It specifies to the plugin the callback to be called during analysis to give the percentage of completion. The string (or integer on Android) is a number between "0" and "100", representing the percentage of completion. It can be used to show a progress bar, especially for long inputs, where analysis can take a few seconds.

### 4.e setNewWordsCallback 

* `int setNewWordsCallback(string callbackGameObjectName, string callbackMethodName);` on iOS
* `int setNewWordsCallback(newWordsCallbackDelegate nwcb);` on Android

It specifies to the plugin the callback to be called during recording to show which words have been recognized up to that point. It is a string where each word is given encoded with 4 indexes separated with dashes:

* First index is the index of the sentence.
* Second index is the word index within the sentence.
* Third and fourth indexes are not really meaningful from a user's point of view.

For instance, if `startRecording` was called with "one two three four five,six seven eight nine ten" and callback parameter is "1-0-0-0 1-1-0-0 1-3-0-0", it means that at this moment, user said "six seven nine".

### 4.f setNewAudioCallback

* `int setNewAudioCallback(string callbackGameObjectName, string callbackMethodName);` on iOS
* `int setNewAudioCallback(newAudioCallbackDelegate nacb);` on Android

It specifies to the plugin the callback to be called during recording to show various data about the audio recording that can be used to give a nice UI. It contains 3 categories of data, separated by commas (3 separate arguments on Android), respectively:

* volume: A number between 0 (minimum) and 100 (maximum) that gives the audio volume in the input.
* pitch: A few samples of pitch contour data, separated with spaces. It shows the user's intonation.
* waveformLow and waveformHigh: samples to draw the waveform. The samples are encoded with low points (typically negative values) then high points (typically positive) of the waveform contour.

### 4.g `int startRecording(string sentences);`

This starts audio recording, assuming that plugin was properly initialized before.
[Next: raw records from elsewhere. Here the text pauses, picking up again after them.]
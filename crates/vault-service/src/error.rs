use std::io;

use vault_archive::ArchiveError;
use vault_crypto::IntegrityFault;
use vault_store::StoreError;
use vault_types::{AttachmentId, ContractClassName, Version};

/// Errors surfaced by the attachment service.
#[derive(Debug, thiserror::Error)]
pub enum AttachmentError {
    /// Stored content no longer hashes to its id.
    #[error(transparent)]
    IntegrityFault(#[from] IntegrityFault),

    /// The archive is malformed, unsafe, or inconsistently signed.
    #[error("invalid archive structure: {0}")]
    InvalidArchiveStructure(#[from] ArchiveError),

    /// The caller tried to claim a reserved uploader identity.
    #[error("uploader token '{uploader}' is reserved")]
    RejectedUploaderToken { uploader: String },

    /// The content is already stored and the caller may not re-attribute it.
    #[error("attachment already stored: {0}")]
    DuplicateAttachment(AttachmentId),

    /// A trusted signed attachment already occupies this contract version.
    #[error("contract {contract} version {version} is already provided by signed attachment(s) {existing:?}")]
    DuplicateVersionedContract {
        contract: ContractClassName,
        version: Version,
        existing: Vec<AttachmentId>,
    },

    #[error("storage error: {0}")]
    Store(StoreError),

    /// Reading attachment content failed for a reason other than its digest.
    #[error("attachment read failed: {0}")]
    Io(#[from] io::Error),

    #[error("configuration error: {0}")]
    Config(String),
}

impl From<StoreError> for AttachmentError {
    fn from(err: StoreError) -> Self {
        match err {
            // A caller only sees a lost insert race as a duplicate.
            StoreError::AlreadyExists(id) => Self::DuplicateAttachment(id),
            other => Self::Store(other),
        }
    }
}

/// Result alias for attachment service operations.
pub type AttachmentResult<T> = Result<T, AttachmentError>;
It returns 0 if successful, 1 otherwise (plugin not initialized). As argument, a string with one or several sentences to be recognized. Sentences are comma separated, with no punctuation and just one space between words.

Recording and recognition will start immediately, and last until `stopRecording` is called. During recording, audio and word callbacks will be called regularly.

### 4.h `int stopRecording();`

This stops recording. Returns 0 if successful, 1 otherwise. It also immediately starts analysis during which completion callbacks will be regularly called. Analysis is done when result callback comes.

### 4.i `int startPlayback();`

This starts replaying back the previously recorded audio. It calls back with the `playbackDone` callback that comes when audio completely played back. Audio playback can also be stopped with `stopPlayback`.

### 4.j `int stopPlayback();`

Stops playback immediately

### 4.k `int setStrictness(int strictness);`

If scores are considered too high for the application, strictness can be adjusted. 1 is the default, higher values means stricter scores (i.e. more difficult to reach high scores).

### 4.l `int addWord(string word, string pronunciation);`

All words in sentences to be recognized should be known by the Ispikit plugin. The plugin comes with a large dictionary that contains most English words. It can be viewed in `upalbundle.bundle/libdictionary.so` which is an ASCII text file. However, new words can be added with `addWord`, using the [CMU sphinx pronunciation dictionary](http://www.speech.cs.cmu.edu/cgi-bin/cmudict) syntax.